# Create Dataset for Jet Tagging @ L1 studies

In [1]:
import tensorflow as tf
print(f"TensorFlow {tf.__version__}")
print(tf.config.list_physical_devices())
gpus = tf.config.list_physical_devices("GPU")
if gpus:
    print(f"Number of available GPUs : {len(gpus)}")
    tf.config.set_visible_devices(gpus[0],"GPU")
    tf.config.experimental.set_memory_growth(gpus[0],True)
else:
    print("No GPU available, using CPU !!!")    

# To disable GPU use
tf.config.set_visible_devices([], 'GPU')


TensorFlow 2.8.0
[PhysicalDevice(name='/physical_device:CPU:0', device_type='CPU'), PhysicalDevice(name='/physical_device:GPU:0', device_type='GPU')]
Number of available GPUs : 1


## Define Standization Methods for HLS Jet Data 
### From Patrick :   
### https://github.com/bb511/know_dist/blob/main/preprocessing/standardisation.py

In [2]:
# Standardisation methods for the jet data.

import numpy as np
from sklearn.preprocessing import RobustScaler


def apply_standardisation(choice: str, x_data: np.ndarray, feat_range: tuple = (0, 1)):
    """Choose the type of normalisation to apply to the data.

    Args:
        choice: The choice of the user with repsect to the type of norm to apply.
        x_data: Array containing the data to normalise.
        feat_range: The range that each feature will be normalised to, e.g., in minmax.

    Returns:
        Normalised x_data numpy array.
    """
    if choice == "nonorm":
        print("Skipping normalisation...")
        return x_data

    print(f"Applying {choice} normalisation...")
    switcher = {
        "minmax": lambda: minmax(x_data, feat_range),
        "robust": lambda: robust(x_data),
        "standard": lambda: standard(x_data),
    }

    x_data = switcher.get(choice, lambda: None)()

    if x_data is None:
        raise NameError(
            "Type of normalisation does not exist! Please choose from "
            f"the following list: {list(switcher.keys())}"
        )

    return x_data


def minmax(x: np.ndarray, feature_range: tuple = (0, 1)) -> np.ndarray:
    """Applies minmax normalisation to the data, i.e., every feature of every sample
    is divided by the maximum for that respective feature.

    Args:
        x: Data array.
        feature_range: Minimum and maximum of features after the normalisation.
    """
    min_feats = x.min(axis=0).min(axis=0)
    max_feats = x.max(axis=0).max(axis=0)
    x_norm = (x - min_feats) / (max_feats - min_feats)
    x_norm = x_norm * (feature_range[1] - feature_range[0]) + feature_range[0]

    return x_norm


def robust(x: np.ndarray, percentiles: list = [95, 5]) -> np.ndarray:
    """Applies robust normalisation to the data, i.e., the median of every feature is
    subtracted from every respective sample belonging to that feature and then each
    feature is scaled with respect to the respective inter-quantile range between
    the 1st and 3rd quantiles.

    Args:
        x: Data array.
        percentiles: Between which percentiles to normalise. The default is from the
            google interaction network paper. The sklearn standard is [75, 25].
    """
    x_median = []
    interquantile_range = []

    for feature_idx in range(x.shape[-1]):
        x_feature = x[:, :, feature_idx].flatten()
        x_median.append(np.nanmedian(x_feature, axis=0))
        quantile_high, quantile_low = np.nanpercentile(x_feature, percentiles)
        interquantile_range.append(quantile_high - quantile_low)

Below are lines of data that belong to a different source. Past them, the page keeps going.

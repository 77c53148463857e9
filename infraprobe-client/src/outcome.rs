//! Outcome classification for probe requests
// Copyright 2026 KashGuard
//
// Licensed under the Apache License, Version 2.0 (the "License");
// you may not use this file except in compliance with the License.
// You may obtain a copy of the License at
//
//     http://www.apache.org/licenses/LICENSE-2.0
//
// Unless required by applicable law or agreed to in writing, software
// distributed under the License is distributed on an "AS IS" BASIS,
// WITHOUT WARRANTIES OR CONDITIONS OF ANY KIND, either express or implied.
// See the License for the specific language governing permissions and
// limitations under the License.


/// Classified result of a single probe request
///
/// Exactly one variant is produced per call. Response bodies are carried
/// as raw text so callers can inspect service-specific error payloads
/// without this layer guessing a response schema.
#[derive(Debug, Clone, PartialEq, Eq)]
pub enum ProbeOutcome {
    /// Response received with a status in [200, 299]
    Success { status: u16, body: String },
    /// Response received with any other status
    HttpFailure { status: u16, body: String },
    /// No usable response: connection refused, DNS failure, timeout, or
    /// the connection broke while reading the body
    TransportFailure { message: String },
}

impl ProbeOutcome {
    /// Classify a received response by status code
    pub fn from_status(status: u16, body: String) -> Self {
        if (200..=299).contains(&status) {
            ProbeOutcome::Success { status, body }
        } else {
            ProbeOutcome::HttpFailure { status, body }
        }
    }

    pub fn is_success(&self) -> bool {
        matches!(self, ProbeOutcome::Success { .. })
    }

    /// Process exit code for CLI reporting: 0 success, 1 HTTP failure,
    /// 2 transport failure
    pub fn exit_code(&self) -> i32 {
        match self {
            ProbeOutcome::Success { .. } => 0,
            ProbeOutcome::HttpFailure { .. } => 1,
            ProbeOutcome::TransportFailure { .. } => 2,
        }
    }
}

#[cfg(test)]
mod tests {
    use super::*;

    #[test]
    fn statuses_in_2xx_range_classify_as_success() {
        assert!(ProbeOutcome::from_status(200, String::new()).is_success());
        assert!(ProbeOutcome::from_status(204, String::new()).is_success());
        assert!(ProbeOutcome::from_status(299, String::new()).is_success());
    }

    #[test]
    fn statuses_outside_2xx_range_classify_as_http_failure() {
        for status in [199, 300, 401, 404, 500] {
            let outcome = ProbeOutcome::from_status(status, "body".to_string());
            assert_eq!(
                outcome,
                ProbeOutcome::HttpFailure {
                    status,
                    body: "body".to_string()
                }
            );
        }
    }

    #[test]
    fn classification_preserves_body_verbatim() {
        let body = "{\"error\":\"invalid token\"}".to_string();
        let outcome = ProbeOutcome::from_status(401, body.clone());
        assert_eq!(outcome, ProbeOutcome::HttpFailure { status: 401, body });
    }

    #[test]
    fn exit_codes_map_per_variant() {
        let success = ProbeOutcome::from_status(200, String::new());
        let http_failure = ProbeOutcome::from_status(503, String::new());
        let transport = ProbeOutcome::TransportFailure {
            message: "connection refused".to_string(),
        };
        assert_eq!(success.exit_code(), 0);
        assert_eq!(http_failure.exit_code(), 1);
        assert_eq!(transport.exit_code(), 2);
    }
}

    x_norm = (x - x_median) / interquantile_range

    return x_norm


def standard(x: np.ndarray) -> np.ndarray:
    """Applies standard normalisation to the data, i.e., the mean of each feature is
    subtracted from every sample belonging to the respective feature and then divided
    by the corresponding standard deviation.
    """
    x_mean = []
    x_std = []

    for feature_idx in range(x.shape[-1]):
        x_feature = x[:, :, feature_idx].flatten()
        x_mean.append(x_feature.mean(axis=0))
        x_std.append(x_feature.std(axis=0))

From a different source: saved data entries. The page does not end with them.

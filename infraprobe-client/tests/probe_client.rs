//! HTTP-level integration tests for the probe client
//!
//! Each test stands up a local mock server (or deliberately points at a
//! dead port) and asserts the classified outcome and the exact wire
//! format the client transmits.

use httpmock::prelude::*;
use serde_json::json;
use std::collections::HashMap;

use infraprobe_client::{
    endpoints, DeriveKeyRequest, ProbeClient, ProbeConfig, ProbeError, ProbeMethod, ProbeOutcome,
    ProbeRequest, SignRequest,
};

fn test_config(base_url: &str) -> ProbeConfig {
    ProbeConfig {
        base_url: base_url.to_string(),
        token: "test-token".to_string(),
        timeout_seconds: 5,
    }
}

#[tokio::test]
async fn success_carries_status_and_raw_body() {
    let server = MockServer::start();
    let mock = server.mock(|when, then| {
        when.method(GET)
            .path("/api/v1/infra/keys")
            .header("authorization", "Bearer test-token")
            .header("content-type", "application/json");
        then.status(200).body("{\"ok\":true}");
    });

    let client = ProbeClient::new(&test_config(&server.base_url())).expect("client");
    let request = endpoints::list_keys("test-token").expect("request");
    let outcome = client.send(&request).await.expect("send");

    mock.assert();
    assert_eq!(
        outcome,
        ProbeOutcome::Success {
            status: 200,
            body: "{\"ok\":true}".to_string()
        }
    );
}

#[tokio::test]
async fn non_2xx_response_is_http_failure_with_verbatim_body() {
    let server = MockServer::start();
    server.mock(|when, then| {
        when.method(GET).path("/api/v1/infra/keys");
        then.status(401).body("{\"error\":\"invalid token\"}");
    });

    let client = ProbeClient::new(&test_config(&server.base_url())).expect("client");
    let request = endpoints::list_keys("test-token").expect("request");
    let outcome = client.send(&request).await.expect("send");

    assert_eq!(
        outcome,
        ProbeOutcome::HttpFailure {
            status: 401,
            body: "{\"error\":\"invalid token\"}".to_string()
        }
    );
}

#[tokio::test]
async fn derive_post_body_round_trips_as_json() {
    let server = MockServer::start();
    let mock = server.mock(|when, then| {
        when.method(POST)
            .path("/api/v1/infra/keys/derive")
            .header("authorization", "Bearer test-token")
            .json_body(json!({
                "root_key_id": "root-key-1",
                "chain_type": "ethereum",
                "index": 1,
                "description": "derived key",
                "tags": {"purpose": "system-test"}
            }));
        then.status(201).body("{\"wallet_id\":\"wallet-1\"}");
    });

    let payload = DeriveKeyRequest {
        root_key_id: "root-key-1".to_string(),
        chain_type: "ethereum".to_string(),
        index: 1,
        description: "derived key".to_string(),
        tags: HashMap::from([("purpose".to_string(), "system-test".to_string())]),
    };

    let client = ProbeClient::new(&test_config(&server.base_url())).expect("client");
    let request = endpoints::derive_key("test-token", &payload).expect("request");
    let outcome = client.send(&request).await.expect("send");

    mock.assert();
    assert!(outcome.is_success());
}

#[tokio::test]
async fn sign_post_sends_base64_encoded_message() {
    let server = MockServer::start();
    let mock = server.mock(|when, then| {
        when.method(POST).path("/api/v1/infra/sign").json_body(json!({
            "key_id": "wallet-1",
            "message": "SGVsbG8gTVBD",
            "message_type": "message",
            "chain_type": "ethereum"
        }));
        then.status(200).body("{\"signature\":\"0xabc\"}");
    });

    let payload = SignRequest::from_plaintext("wallet-1", "Hello MPC", "message", "ethereum");

    let client = ProbeClient::new(&test_config(&server.base_url())).expect("client");
    let request = endpoints::sign("test-token", &payload).expect("request");
    let outcome = client.send(&request).await.expect("send");

    mock.assert();
    assert_eq!(
        outcome,
        ProbeOutcome::Success {
            status: 200,
            body: "{\"signature\":\"0xabc\"}".to_string()
        }
    );
}

#[tokio::test]
async fn get_requests_transmit_no_body() {
    let server = MockServer::start();
    let mock = server.mock(|when, then| {
        when.method(GET).path("/-/healthy").body("");
        then.status(200).body("ready");
    });

    let client = ProbeClient::new(&test_config(&server.base_url())).expect("client");
    let request = endpoints::liveness("test-token").expect("request");
    let outcome = client.send(&request).await.expect("send");

    mock.assert();
    assert!(outcome.is_success());
}

#[tokio::test]
async fn unreachable_server_is_transport_failure() {
    // Bind then drop a listener so the port is known dead
    let listener = std::net::TcpListener::bind("127.0.0.1:0").expect("bind");
    let addr = listener.local_addr().expect("addr");
    drop(listener);

    let client = ProbeClient::new(&test_config(&format!("http://{}", addr))).expect("client");
    let request = endpoints::list_keys("test-token").expect("request");
    let outcome = client.send(&request).await.expect("send");

    match outcome {
        ProbeOutcome::TransportFailure { message } => assert!(!message.is_empty()),
        other => panic!("expected transport failure, got {:?}", other),
    }
}

#[tokio::test]
async fn stalled_response_times_out_as_transport_failure() {
    let server = MockServer::start();
    server.mock(|when, then| {
        when.method(GET).path("/api/v1/infra/keys");
        then.status(200)
            .body("{}")
            .delay(std::time::Duration::from_secs(3));
    });

    let mut config = test_config(&server.base_url());
    config.timeout_seconds = 1;

    let client = ProbeClient::new(&config).expect("client");
    let request = endpoints::list_keys("test-token").expect("request");
    let outcome = client.send(&request).await.expect("send");

    assert!(matches!(outcome, ProbeOutcome::TransportFailure { .. }));
}

#[test]
fn empty_token_is_rejected_before_any_io() {
    let err = endpoints::list_keys("").expect_err("empty token must fail");
    assert!(matches!(err, ProbeError::Configuration(_)));
}

#[test]
fn get_with_body_is_rejected_at_construction() {
    let err = ProbeRequest::new(
        ProbeMethod::Get,
        "/api/v1/infra/keys",
        "test-token",
        Some(json!({"unexpected": true})),
    )
    .expect_err("must reject");
    assert!(matches!(err, ProbeError::Configuration(_)));
}
//! infraprobe CLI
//!
//! Smoke-tests the MPC infrastructure API: list keys, derive a child key,
//! sign a message, and hit the management liveness/readiness endpoints.
//! Prints the classified outcome verbatim and maps it to the exit code
//! (0 success, 1 HTTP failure, 2 transport or configuration failure).
// Copyright 2026 KashGuard
//
// Licensed under the Apache License, Version 2.0 (the "License");
// you may not use this file except in compliance with the License.
// You may obtain a copy of the License at
//
//     http://www.apache.org/licenses/LICENSE-2.0
//
// Unless required by applicable law or agreed to in writing, software
// distributed under the License is distributed on an "AS IS" BASIS,
// WITHOUT WARRANTIES OR CONDITIONS OF ANY KIND, either express or implied.
// See the License for the specific language governing permissions and
// limitations under the License.


use anyhow::{anyhow, Context};
use clap::{Parser, Subcommand};
use std::env;
use tracing::error;

use infraprobe_client::config::{DEFAULT_BASE_URL, DEFAULT_TIMEOUT_SECONDS};
use infraprobe_client::{
    endpoints, DeriveKeyRequest, ProbeClient, ProbeConfig, ProbeOutcome, ProbeRequest,
    ProbeResult, SignRequest,
};

// Pre-flight failures never reached the service, same bucket as transport
const PREFLIGHT_EXIT_CODE: i32 = 2;

#[derive(Parser)]
#[command(name = "infraprobe")]
#[command(about = "Probe client for the MPC infrastructure API")]
#[command(version)]
struct Cli {
    /// Base URL of the service (falls back to INFRAPROBE_BASE_URL)
    #[arg(long)]
    base_url: Option<String>,

    /// Bearer token (falls back to INFRAPROBE_TOKEN)
    #[arg(long)]
    token: Option<String>,

    /// Request timeout in seconds (falls back to INFRAPROBE_TIMEOUT)
    #[arg(long)]
    timeout: Option<u64>,

    /// Enable debug logging
    #[arg(long, short)]
    verbose: bool,

    #[command(subcommand)]
    command: Commands,
}

#[derive(Subcommand)]
enum Commands {
    /// List keys known to the service
    ListKeys,
    /// Derive a child key from a root key
    Derive {
        #[arg(long)]
        root_key_id: String,
        #[arg(long, default_value = "ethereum")]
        chain_type: String,
        /// Derivation index
        #[arg(long)]
        index: u32,
        #[arg(long, default_value = "")]
        description: String,
        /// Tag attached to the derived key, as key=value (repeatable)
        #[arg(long = "tag", value_parser = parse_tag)]
        tags: Vec<(String, String)>,
    },
    /// Sign a message with a managed key
    Sign {
        #[arg(long)]
        key_id: String,
        /// Plaintext message, base64-encoded before transmission
        #[arg(long)]
        message: String,
        #[arg(long, default_value = "message")]
        message_type: String,
        #[arg(long, default_value = "ethereum")]
        chain_type: String,
    },
    /// Probe the management liveness endpoint
    Liveness,
    /// Probe the management readiness endpoint
    Readiness,
}

fn parse_tag(s: &str) -> Result<(String, String), String> {
    s.split_once('=')
        .map(|(k, v)| (k.to_string(), v.to_string()))
        .ok_or_else(|| format!("invalid tag '{}', expected key=value", s))
}

fn resolve_config(cli: &Cli) -> anyhow::Result<ProbeConfig> {
    let base_url = cli
        .base_url
        .clone()
        .or_else(|| env::var("INFRAPROBE_BASE_URL").ok())
        .unwrap_or_else(|| DEFAULT_BASE_URL.to_string());

    let token = cli
        .token
        .clone()
        .or_else(|| env::var("INFRAPROBE_TOKEN").ok())
        .ok_or_else(|| anyhow!("no bearer token: pass --token or set INFRAPROBE_TOKEN"))?;

    let timeout_seconds = match cli.timeout {
        Some(timeout) => timeout,
        None => match env::var("INFRAPROBE_TIMEOUT") {
            Ok(raw) => raw
                .parse()
                .with_context(|| format!("invalid INFRAPROBE_TIMEOUT '{}'", raw))?,
            Err(_) => DEFAULT_TIMEOUT_SECONDS,
        },
    };

    Ok(ProbeConfig {
        base_url,
        token,
        timeout_seconds,
    })
}

fn build_request(command: &Commands, token: &str) -> ProbeResult<ProbeRequest> {
    match command {
        Commands::ListKeys => endpoints::list_keys(token),
        Commands::Derive {
            root_key_id,
            chain_type,
            index,
            description,
            tags,
        } => {
            let payload = DeriveKeyRequest {
                root_key_id: root_key_id.clone(),
                chain_type: chain_type.clone(),
                index: *index,
                description: description.clone(),
                tags: tags.iter().cloned().collect(),
            };
            endpoints::derive_key(token, &payload)
        }
        Commands::Sign {
            key_id,
            message,
            message_type,
            chain_type,
        } => {
            let payload = SignRequest::from_plaintext(key_id, message, message_type, chain_type);
            endpoints::sign(token, &payload)
        }
        Commands::Liveness => endpoints::liveness(token),
        Commands::Readiness => endpoints::readiness(token),
    }
}

fn report(outcome: &ProbeOutcome) {
    match outcome {
        ProbeOutcome::Success { status, body } | ProbeOutcome::HttpFailure { status, body } => {
            println!("Status: {}", status);
            println!("Body: {}", body);
        }
        ProbeOutcome::TransportFailure { message } => {
            println!("Error: {}", message);
        }
    }
}

async fn run(cli: Cli) -> i32 {
    let config = match resolve_config(&cli) {
        Ok(config) => config,
        Err(e) => {
            error!("Configuration error: {:#}", e);
            return PREFLIGHT_EXIT_CODE;
        }
    };

    let client = match ProbeClient::new(&config) {
        Ok(client) => client,
        Err(e) => {
            error!("{}", e);
            return PREFLIGHT_EXIT_CODE;
        }
    };

    let request = match build_request(&cli.command, &config.token) {
        Ok(request) => request,
        Err(e) => {
            error!("{}", e);
            return PREFLIGHT_EXIT_CODE;
        }
    };

    match client.send(&request).await {
        Ok(outcome) => {
            report(&outcome);
            outcome.exit_code()
        }
        Err(e) => {
            error!("{}", e);
            PREFLIGHT_EXIT_CODE
        }
    }
}

#[tokio::main(flavor = "current_thread")]
async fn main() {
    // Load .env before reading any configuration
    let _ = dotenvy::dotenv();

    let cli = Cli::parse();
    let default_level = if cli.verbose { "debug" } else { "info" };
    infraprobe_logging::init_console_logging("infraprobe", default_level);

    std::process::exit(run(cli).await);
}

    x_norm = (x - x_mean) / x_std

    return x_norm

# Load HLS4ML dataset 

Here, we load the numpy arrays containing the 4D tensors of "jet-images" (see https://arxiv.org/pdf/1511.05190.pdf)

https://github.com/pierinim/tutorials/blob/master/GGI_Jan2021/Lecture1/Notebook1_ExploreDataset.ipynb

 * `jetImage` contains the image representation of the jets (more later)
 * `jetImageECAL` and `jetImageHCAL` are the ECAL- and HCAL-only equivalent images. We will not use them (but you are more than welcome to play with it)
 * `jetConstituentList` is the list of particles cointained in the jet. For each particle, a list of relevant quantities is stored
 * `particleFeatureNames` is the list of the names corresponding to the quantities contained in `jetConstituentList`; `jets` is the dataset we consider for the moment
 * `jetFeatureNames` is the list of the names corresponding to the quantities contained in `jets`

In [3]:
import numpy as np
import h5py
import os

# for pT, eta_rel, phi_rel
#   myJetConstituentList = np.array(f.get("jetConstituentList")[:,:,[5,8,11]])
# for px, py, pz
#   myJetConstituentList = np.array(f.get("jetConstituentList")[:,:,[0,1,2]])
#   myJetConstituentList = np.array(f.get("jetConstituentList"))
#
# Jet Constituents Features =  [0='j1_px', 1='j1_py', 2='j1_pz', 3='j1_e', 4='j1_erel', 5='j1_pt', 6='j1_ptrel',
#                         7='j1_eta', 8='j1_etarel', 9='j1_etarot', 10='j1_phi', 11='j1_phirel', 12='j1_phirot',
#                         13='j1_deltaR', 14='j1_costheta', 15='j1_costhetarel', 16='j1_pdgid']

#Data PATH
TRAIN_PATH = '/Users/sznajder/WorkM1/workdir/data/hls4ml_LHCjet_150p/'



first=True
for file in os.listdir(TRAIN_PATH):
  print("Appending %s" %file)

  with h5py.File(TRAIN_PATH+file, 'r') as data:
    if first : 
        first=False
        jetConstituent = data['jetConstituentList'][:,:,[5,8,11]]
        target = data['jets'][:,-6:-1]
        jet_pt = data['jets'][:,1]
        print("Keys in H5PY files = ",list( data.keys() ))
        print(" ")
        featurenames = data.get('jetFeatureNames')
        print("Jets Features = ",featurenames[:])
        print(" ")
        featurenames = data.get('particleFeatureNames')
        print("Jet Constituents Features = ",featurenames[:])
        print(" ")
        images = data.get('jetImage')
        print("Jet Images = ",images[:])        
        print("Jet Image Shape = ",images.shape)   
        print(" ")
        print("Jet Pt=", jet_pt)
        print(" ")
    else:
         # Read (Pt,Etarel,Phirel)
        jetConstituent = np.concatenate( [ jetConstituent, data['jetConstituentList'][:,:,[5,8,11]] ] , axis=0 )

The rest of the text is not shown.